-------- Data to use --------

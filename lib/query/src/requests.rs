//! Query and update text for loading and writing entities.

use crate::compiler::ENTITY_VARIABLE;
use crate::serializer::serialize_resource;
use rdf_entity_model::{GraphName, NamedNode, Quad, QueryError};
use std::fmt::{Display, Formatter};

/// The variables bound by [load_query].
pub const LOAD_VARIABLES: [&str; 4] = ["graph", "entity", "predicate", "field_value"];

/// Selects all triples of `entity_ids` in `graphs` and their type assertions in `type_graphs`.
///
/// Each solution binds `?graph`, `?entity`, `?predicate` and `?field_value`.
pub fn load_query(
    entity_ids: &[&str],
    graphs: &[NamedNode],
    type_graphs: &[NamedNode],
    type_predicates: &[NamedNode],
) -> Result<String, QueryError> {
    Ok(LoadQuery {
        entities: serialize_resources(entity_ids)?,
        graphs,
        type_graphs,
        type_predicates,
    }
    .to_string())
}

struct LoadQuery<'a> {
    entities: String,
    graphs: &'a [NamedNode],
    type_graphs: &'a [NamedNode],
    type_predicates: &'a [NamedNode],
}

impl Display for LoadQuery<'_> {
    fn fmt(&self, f: &mut Formatter<'_>) -> std::fmt::Result {
        let triples = format!("GRAPH ?graph {{ {ENTITY_VARIABLE} ?predicate ?field_value }}");
        writeln!(
            f,
            "SELECT DISTINCT ?graph {ENTITY_VARIABLE} ?predicate ?field_value"
        )?;
        writeln!(f, "WHERE {{")?;
        writeln!(f, "  VALUES {ENTITY_VARIABLE} {{ {} }}", self.entities)?;
        if self.type_graphs.is_empty() || self.type_predicates.is_empty() {
            writeln!(f, "  VALUES ?graph {{ {} }}", join_terms(self.graphs))?;
            writeln!(f, "  {triples}")?;
        } else {
            writeln!(f, "  {{")?;
            writeln!(f, "    VALUES ?graph {{ {} }}", join_terms(self.graphs))?;
            writeln!(f, "    {triples}")?;
            writeln!(f, "  }}")?;
            writeln!(f, "  UNION")?;
            writeln!(f, "  {{")?;
            writeln!(f, "    VALUES ?graph {{ {} }}", join_terms(self.type_graphs))?;
            writeln!(
                f,
                "    VALUES ?predicate {{ {} }}",
                join_terms(self.type_predicates)
            )?;
            writeln!(f, "    {triples}")?;
            writeln!(f, "  }}")?;
        }
        writeln!(f, "}}")
    }
}

/// Asks whether `entity_id` is the subject of any triple in the given graphs.
pub fn exists_query(entity_id: &str, graphs: &[NamedNode]) -> Result<String, QueryError> {
    let entity = serialize_resource(entity_id)?;
    Ok(format!(
        "ASK\n\
         WHERE {{\n\
         \x20 VALUES ?graph {{ {} }}\n\
         \x20 GRAPH ?graph {{ {entity} ?predicate ?object }}\n\
         }}\n",
        join_terms(graphs)
    ))
}

/// Inserts `quads`. Quads are grouped by graph in the order of first appearance.
pub fn insert_data(quads: &[Quad]) -> String {
    InsertData(quads).to_string()
}

struct InsertData<'a>(&'a [Quad]);

impl Display for InsertData<'_> {
    fn fmt(&self, f: &mut Formatter<'_>) -> std::fmt::Result {
        let mut graphs: Vec<(&GraphName, Vec<&Quad>)> = Vec::new();
        for quad in self.0 {
            match graphs.iter_mut().find(|(graph, _)| **graph == quad.graph_name) {
                Some((_, group)) => group.push(quad),
                None => graphs.push((&quad.graph_name, vec![quad])),
            }
        }

        writeln!(f, "INSERT DATA {{")?;
        for (graph, quads) in graphs {
            let indent = match graph {
                GraphName::DefaultGraph => "  ",
                graph => {
                    writeln!(f, "  GRAPH {graph} {{")?;
                    "    "
                }
            };
            for quad in quads {
                writeln!(
                    f,
                    "{indent}{} {} {} .",
                    quad.subject, quad.predicate, quad.object
                )?;
            }
            if !graph.is_default_graph() {
                writeln!(f, "  }}")?;
            }
        }
        writeln!(f, "}}")
    }
}

/// Deletes all triples of `entity_ids` from the given graphs.
pub fn delete_entities(entity_ids: &[&str], graphs: &[NamedNode]) -> Result<String, QueryError> {
    let entities = serialize_resources(entity_ids)?;
    Ok(format!(
        "DELETE {{\n\
         \x20 GRAPH ?graph {{ {ENTITY_VARIABLE} ?predicate ?object }}\n\
         }}\n\
         WHERE {{\n\
         \x20 VALUES {ENTITY_VARIABLE} {{ {entities} }}\n\
         \x20 VALUES ?graph {{ {} }}\n\
         \x20 GRAPH ?graph {{ {ENTITY_VARIABLE} ?predicate ?object }}\n\
         }}\n",
        join_terms(graphs)
    ))
}

fn serialize_resources(iris: &[&str]) -> Result<String, QueryError> {
    let iris = iris
        .iter()
        .map(|iri| serialize_resource(iri))
        .collect::<Result<Vec<_>, _>>()?;
    Ok(iris.join(" "))
}

fn join_terms(terms: &[NamedNode]) -> String {
    terms
        .iter()
        .map(ToString::to_string)
        .collect::<Vec<_>>()
        .join(" ")
}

--------

#### Directions:
The lines you return should be those above that contain the word "triples", every one of them.

#### Solved problem:
/// Selects all triples of `entity_ids` in `graphs` and their type assertions in `type_graphs`.
        let triples = format!("GRAPH ?graph {{ {ENTITY_VARIABLE} ?predicate ?field_value }}");
            writeln!(f, "  {triples}")?;
            writeln!(f, "    {triples}")?;
            writeln!(f, "    {triples}")?;
/// Deletes all triples of `entity_ids` from the given graphs.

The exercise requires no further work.